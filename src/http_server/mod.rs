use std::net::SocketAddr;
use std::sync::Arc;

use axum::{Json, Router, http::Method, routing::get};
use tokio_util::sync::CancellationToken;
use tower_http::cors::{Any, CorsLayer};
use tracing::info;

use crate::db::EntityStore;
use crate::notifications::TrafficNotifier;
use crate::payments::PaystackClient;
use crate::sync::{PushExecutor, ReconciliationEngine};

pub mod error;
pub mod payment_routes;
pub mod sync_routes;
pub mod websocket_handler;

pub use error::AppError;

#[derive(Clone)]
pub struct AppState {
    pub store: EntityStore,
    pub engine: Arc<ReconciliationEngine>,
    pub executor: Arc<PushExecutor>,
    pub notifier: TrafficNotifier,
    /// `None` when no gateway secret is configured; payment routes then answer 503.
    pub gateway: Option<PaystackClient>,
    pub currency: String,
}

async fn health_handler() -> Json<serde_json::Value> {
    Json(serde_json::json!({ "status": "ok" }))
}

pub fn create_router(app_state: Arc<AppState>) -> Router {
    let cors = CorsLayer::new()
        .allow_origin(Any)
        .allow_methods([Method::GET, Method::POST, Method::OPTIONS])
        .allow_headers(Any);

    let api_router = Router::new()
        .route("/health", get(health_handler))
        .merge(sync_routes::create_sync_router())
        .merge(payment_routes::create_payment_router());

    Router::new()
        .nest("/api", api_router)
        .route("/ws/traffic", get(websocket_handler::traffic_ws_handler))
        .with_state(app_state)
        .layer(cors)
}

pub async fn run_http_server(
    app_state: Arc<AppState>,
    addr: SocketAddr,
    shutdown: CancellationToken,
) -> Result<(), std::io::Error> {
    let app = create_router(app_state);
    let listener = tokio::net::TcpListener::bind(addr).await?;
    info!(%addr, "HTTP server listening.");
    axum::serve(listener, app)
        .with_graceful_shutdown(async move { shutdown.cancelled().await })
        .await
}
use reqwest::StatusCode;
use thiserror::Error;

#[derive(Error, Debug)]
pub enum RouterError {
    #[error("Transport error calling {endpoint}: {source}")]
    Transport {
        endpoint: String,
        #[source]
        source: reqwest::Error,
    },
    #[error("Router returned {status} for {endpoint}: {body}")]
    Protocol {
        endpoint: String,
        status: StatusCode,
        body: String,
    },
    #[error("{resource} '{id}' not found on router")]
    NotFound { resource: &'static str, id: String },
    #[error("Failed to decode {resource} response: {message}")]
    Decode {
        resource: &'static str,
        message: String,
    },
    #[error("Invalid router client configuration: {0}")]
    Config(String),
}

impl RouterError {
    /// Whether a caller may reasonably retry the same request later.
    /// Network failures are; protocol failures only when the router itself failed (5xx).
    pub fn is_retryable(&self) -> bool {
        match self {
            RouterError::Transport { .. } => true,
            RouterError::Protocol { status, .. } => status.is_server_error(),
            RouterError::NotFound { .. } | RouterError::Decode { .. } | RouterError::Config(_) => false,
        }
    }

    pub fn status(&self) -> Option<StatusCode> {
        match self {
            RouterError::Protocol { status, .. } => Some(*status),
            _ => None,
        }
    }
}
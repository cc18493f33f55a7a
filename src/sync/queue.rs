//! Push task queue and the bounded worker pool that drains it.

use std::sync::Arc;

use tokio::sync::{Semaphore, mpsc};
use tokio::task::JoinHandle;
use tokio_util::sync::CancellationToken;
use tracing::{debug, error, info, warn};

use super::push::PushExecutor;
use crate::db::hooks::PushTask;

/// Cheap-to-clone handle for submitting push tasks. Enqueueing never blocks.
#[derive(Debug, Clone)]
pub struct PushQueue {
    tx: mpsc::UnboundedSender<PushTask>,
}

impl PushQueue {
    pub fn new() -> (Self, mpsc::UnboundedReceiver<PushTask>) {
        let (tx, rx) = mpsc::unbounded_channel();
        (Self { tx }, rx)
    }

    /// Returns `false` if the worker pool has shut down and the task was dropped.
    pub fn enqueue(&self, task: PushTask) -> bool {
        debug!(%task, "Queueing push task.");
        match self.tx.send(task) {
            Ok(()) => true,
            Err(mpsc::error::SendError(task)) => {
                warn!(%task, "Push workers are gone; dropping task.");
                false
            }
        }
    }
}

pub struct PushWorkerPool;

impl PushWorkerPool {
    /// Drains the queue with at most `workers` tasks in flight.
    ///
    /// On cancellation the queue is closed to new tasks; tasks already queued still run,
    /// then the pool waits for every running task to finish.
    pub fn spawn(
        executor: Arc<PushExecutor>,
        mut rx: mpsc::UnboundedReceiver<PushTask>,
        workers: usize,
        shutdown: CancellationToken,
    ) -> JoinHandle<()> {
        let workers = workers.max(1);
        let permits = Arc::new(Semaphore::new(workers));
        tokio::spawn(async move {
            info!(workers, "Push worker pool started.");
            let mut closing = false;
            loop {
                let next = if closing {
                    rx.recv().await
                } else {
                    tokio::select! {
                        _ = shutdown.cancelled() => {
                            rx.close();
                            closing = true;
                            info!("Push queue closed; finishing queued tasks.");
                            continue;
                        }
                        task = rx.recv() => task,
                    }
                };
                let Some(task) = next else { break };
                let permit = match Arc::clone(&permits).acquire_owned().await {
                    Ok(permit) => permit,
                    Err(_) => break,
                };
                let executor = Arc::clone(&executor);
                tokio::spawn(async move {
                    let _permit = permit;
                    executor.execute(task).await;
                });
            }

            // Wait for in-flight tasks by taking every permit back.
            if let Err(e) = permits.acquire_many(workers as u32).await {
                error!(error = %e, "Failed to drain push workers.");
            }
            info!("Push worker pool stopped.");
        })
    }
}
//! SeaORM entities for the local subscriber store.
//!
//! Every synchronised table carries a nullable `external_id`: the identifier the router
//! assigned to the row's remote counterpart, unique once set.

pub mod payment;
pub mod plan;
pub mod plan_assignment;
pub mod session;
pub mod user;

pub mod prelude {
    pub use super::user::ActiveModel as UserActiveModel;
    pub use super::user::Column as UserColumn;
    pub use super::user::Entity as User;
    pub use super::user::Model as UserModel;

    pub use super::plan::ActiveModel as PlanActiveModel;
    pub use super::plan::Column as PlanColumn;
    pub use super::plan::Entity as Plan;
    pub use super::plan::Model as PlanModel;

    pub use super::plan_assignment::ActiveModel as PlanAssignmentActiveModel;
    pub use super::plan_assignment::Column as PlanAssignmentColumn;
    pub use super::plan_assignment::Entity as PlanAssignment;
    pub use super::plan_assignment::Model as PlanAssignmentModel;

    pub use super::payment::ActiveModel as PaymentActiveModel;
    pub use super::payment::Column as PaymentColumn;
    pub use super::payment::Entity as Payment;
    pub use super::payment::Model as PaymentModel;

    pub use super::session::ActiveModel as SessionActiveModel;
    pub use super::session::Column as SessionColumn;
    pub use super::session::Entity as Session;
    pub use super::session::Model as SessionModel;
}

==*==

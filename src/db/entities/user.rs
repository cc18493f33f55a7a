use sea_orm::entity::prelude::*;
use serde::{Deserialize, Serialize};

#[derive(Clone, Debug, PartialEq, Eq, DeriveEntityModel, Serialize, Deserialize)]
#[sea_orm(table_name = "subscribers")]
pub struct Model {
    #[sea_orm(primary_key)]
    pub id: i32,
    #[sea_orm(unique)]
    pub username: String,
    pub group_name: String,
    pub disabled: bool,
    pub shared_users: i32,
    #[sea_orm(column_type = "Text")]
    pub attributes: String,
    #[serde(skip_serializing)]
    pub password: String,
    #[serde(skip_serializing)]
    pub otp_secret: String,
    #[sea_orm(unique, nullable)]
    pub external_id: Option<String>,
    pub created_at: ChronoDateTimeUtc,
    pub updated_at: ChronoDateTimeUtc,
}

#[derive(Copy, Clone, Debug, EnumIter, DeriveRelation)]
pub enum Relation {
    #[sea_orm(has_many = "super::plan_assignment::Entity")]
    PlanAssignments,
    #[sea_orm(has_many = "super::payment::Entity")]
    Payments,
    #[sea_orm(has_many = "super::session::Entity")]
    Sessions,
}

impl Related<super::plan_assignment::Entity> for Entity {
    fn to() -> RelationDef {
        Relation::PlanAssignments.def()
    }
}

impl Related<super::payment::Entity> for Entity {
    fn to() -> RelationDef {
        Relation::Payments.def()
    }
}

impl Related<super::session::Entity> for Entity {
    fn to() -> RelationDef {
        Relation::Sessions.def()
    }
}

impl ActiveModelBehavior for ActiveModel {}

==*==

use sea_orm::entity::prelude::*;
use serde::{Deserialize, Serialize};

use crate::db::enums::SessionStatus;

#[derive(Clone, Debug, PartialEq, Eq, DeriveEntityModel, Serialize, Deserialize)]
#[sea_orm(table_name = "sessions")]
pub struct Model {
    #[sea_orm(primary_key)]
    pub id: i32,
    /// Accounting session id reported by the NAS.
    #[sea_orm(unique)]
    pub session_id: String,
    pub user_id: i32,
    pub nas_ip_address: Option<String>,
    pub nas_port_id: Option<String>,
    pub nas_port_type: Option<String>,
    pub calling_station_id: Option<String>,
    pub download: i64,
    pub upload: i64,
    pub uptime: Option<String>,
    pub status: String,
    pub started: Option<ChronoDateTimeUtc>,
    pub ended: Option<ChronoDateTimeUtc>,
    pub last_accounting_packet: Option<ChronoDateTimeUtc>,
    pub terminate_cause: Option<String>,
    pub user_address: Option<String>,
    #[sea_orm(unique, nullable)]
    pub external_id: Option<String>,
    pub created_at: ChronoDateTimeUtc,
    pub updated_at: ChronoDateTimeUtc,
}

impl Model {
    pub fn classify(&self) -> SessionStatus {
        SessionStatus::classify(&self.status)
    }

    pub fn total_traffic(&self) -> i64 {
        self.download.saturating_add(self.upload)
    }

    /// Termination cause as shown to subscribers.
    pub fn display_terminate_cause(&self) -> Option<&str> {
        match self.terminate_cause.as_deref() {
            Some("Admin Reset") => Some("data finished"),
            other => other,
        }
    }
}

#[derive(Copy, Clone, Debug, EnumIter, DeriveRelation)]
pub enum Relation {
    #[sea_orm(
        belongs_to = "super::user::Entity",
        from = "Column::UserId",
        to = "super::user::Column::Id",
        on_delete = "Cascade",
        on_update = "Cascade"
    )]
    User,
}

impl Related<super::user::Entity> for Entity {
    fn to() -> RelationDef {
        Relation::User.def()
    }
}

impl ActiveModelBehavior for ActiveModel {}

==*==

**What to produce**
Return all lines from the data that include the string "StatusCode".

**Response box**
use reqwest::StatusCode;
        status: StatusCode,
    pub fn status(&self) -> Option<StatusCode> {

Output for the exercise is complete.